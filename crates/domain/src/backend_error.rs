//! Structured backend errors and their normalization.
//!
//! Errors coming back over the RPC bridge arrive in several shapes: an
//! already-typed [`AppError`], a JSON-encoded string, a bare object with
//! snake_case or camelCase keys, or some native error. [`normalize_backend_error`]
//! folds all of them into a single [`AppError`].

use std::fmt;

use serde::{Deserialize, Serialize};
use serde_json::Value;

use crate::correlation::CorrelationId;

/// Code used when the original error carried none.
pub const UNKNOWN_ERROR_CODE: &str = "UNKNOWN_ERROR";

/// Application error with a correlation id for tracing across the bridge.
#[derive(Debug, Clone, PartialEq, Serialize, Deserialize)]
pub struct AppError {
    /// Correlation id of the failed operation, when known.
    #[serde(default, alias = "correlationId")]
    pub correlation_id: Option<String>,
    /// Error code, e.g. `HTTP_REQUEST_FAILED`.
    pub code: String,
    /// Human-readable message.
    pub message: String,
    /// Optional structured details.
    #[serde(default)]
    pub details: Option<Value>,
}

impl AppError {
    /// Creates an error without correlation id or details.
    #[must_use]
    pub fn new(code: impl Into<String>, message: impl Into<String>) -> Self {
        Self {
            correlation_id: None,
            code: code.into(),
            message: message.into(),
            details: None,
        }
    }

    /// Attaches structured details.
    #[must_use]
    pub fn with_details(mut self, details: Value) -> Self {
        self.details = Some(details);
        self
    }

    /// Attaches a correlation id.
    #[must_use]
    pub fn with_correlation_id(mut self, id: &CorrelationId) -> Self {
        self.correlation_id = Some(id.to_string());
        self
    }

    fn unknown(message: impl Into<String>) -> Self {
        Self::new(UNKNOWN_ERROR_CODE, message)
    }

    /// Reads an error out of a JSON object carrying at least `code` and `message`.
    fn from_object(value: &Value) -> Option<Self> {
        let object = value.as_object()?;
        let code = object.get("code")?.as_str()?;
        let message = object.get("message")?.as_str()?;
        let correlation_id = object
            .get("correlation_id")
            .or_else(|| object.get("correlationId"))
            .and_then(Value::as_str)
            .map(str::to_string);

        Some(Self {
            correlation_id,
            code: code.to_string(),
            message: message.to_string(),
            details: object.get("details").filter(|d| !d.is_null()).cloned(),
        })
    }
}

impl fmt::Display for AppError {
    fn fmt(&self, f: &mut fmt::Formatter<'_>) -> fmt::Result {
        write!(f, "[{}] {}", self.code, self.message)
    }
}

impl std::error::Error for AppError {}

/// An error as it came off the bridge, before normalization.
#[derive(Debug)]
pub enum RawBackendError {
    /// Already a structured error.
    Typed(AppError),
    /// A JSON value: usually a string (possibly JSON-encoded) or an object.
    Value(Value),
    /// A native error raised on this side of the bridge.
    Native(Box<dyn std::error::Error + Send + Sync>),
}

impl From<AppError> for RawBackendError {
    fn from(error: AppError) -> Self {
        Self::Typed(error)
    }
}

impl From<Value> for RawBackendError {
    fn from(value: Value) -> Self {
        Self::Value(value)
    }
}

impl From<String> for RawBackendError {
    fn from(message: String) -> Self {
        Self::Value(Value::String(message))
    }
}

impl From<&str> for RawBackendError {
    fn from(message: &str) -> Self {
        Self::Value(Value::String(message.to_string()))
    }
}

/// Normalizes any backend error shape into an [`AppError`].
///
/// Checks run in a fixed order: already typed, JSON-encoded string,
/// object with `code`/`message`, then a generic `UNKNOWN_ERROR` fallback
/// carrying the original text. When the result has no correlation id the
/// supplied one is stamped on it.
#[must_use]
pub fn normalize_backend_error(
    raw: RawBackendError,
    correlation_id: Option<&CorrelationId>,
) -> AppError {
    let mut error = match raw {
        RawBackendError::Typed(error) => error,
        RawBackendError::Value(Value::String(text)) => serde_json::from_str::<Value>(&text)
            .ok()
            .and_then(|parsed| AppError::from_object(&parsed))
            .unwrap_or_else(|| AppError::unknown(text)),
        RawBackendError::Value(value) => {
            AppError::from_object(&value).unwrap_or_else(|| AppError::unknown(value.to_string()))
        }
        RawBackendError::Native(error) => AppError::unknown(error.to_string()),
    };

    if error.correlation_id.is_none() {
        error.correlation_id = correlation_id.map(ToString::to_string);
    }
    error
}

Requirement | List every line above that contains the word "details".

Response area |
    /// Optional structured details.
    pub details: Option<Value>,
    /// Creates an error without correlation id or details.
            details: None,
    /// Attaches structured details.
    pub fn with_details(mut self, details: Value) -> Self {
        self.details = Some(details);
            details: object.get("details").filter(|d| !d.is_null()).cloned(),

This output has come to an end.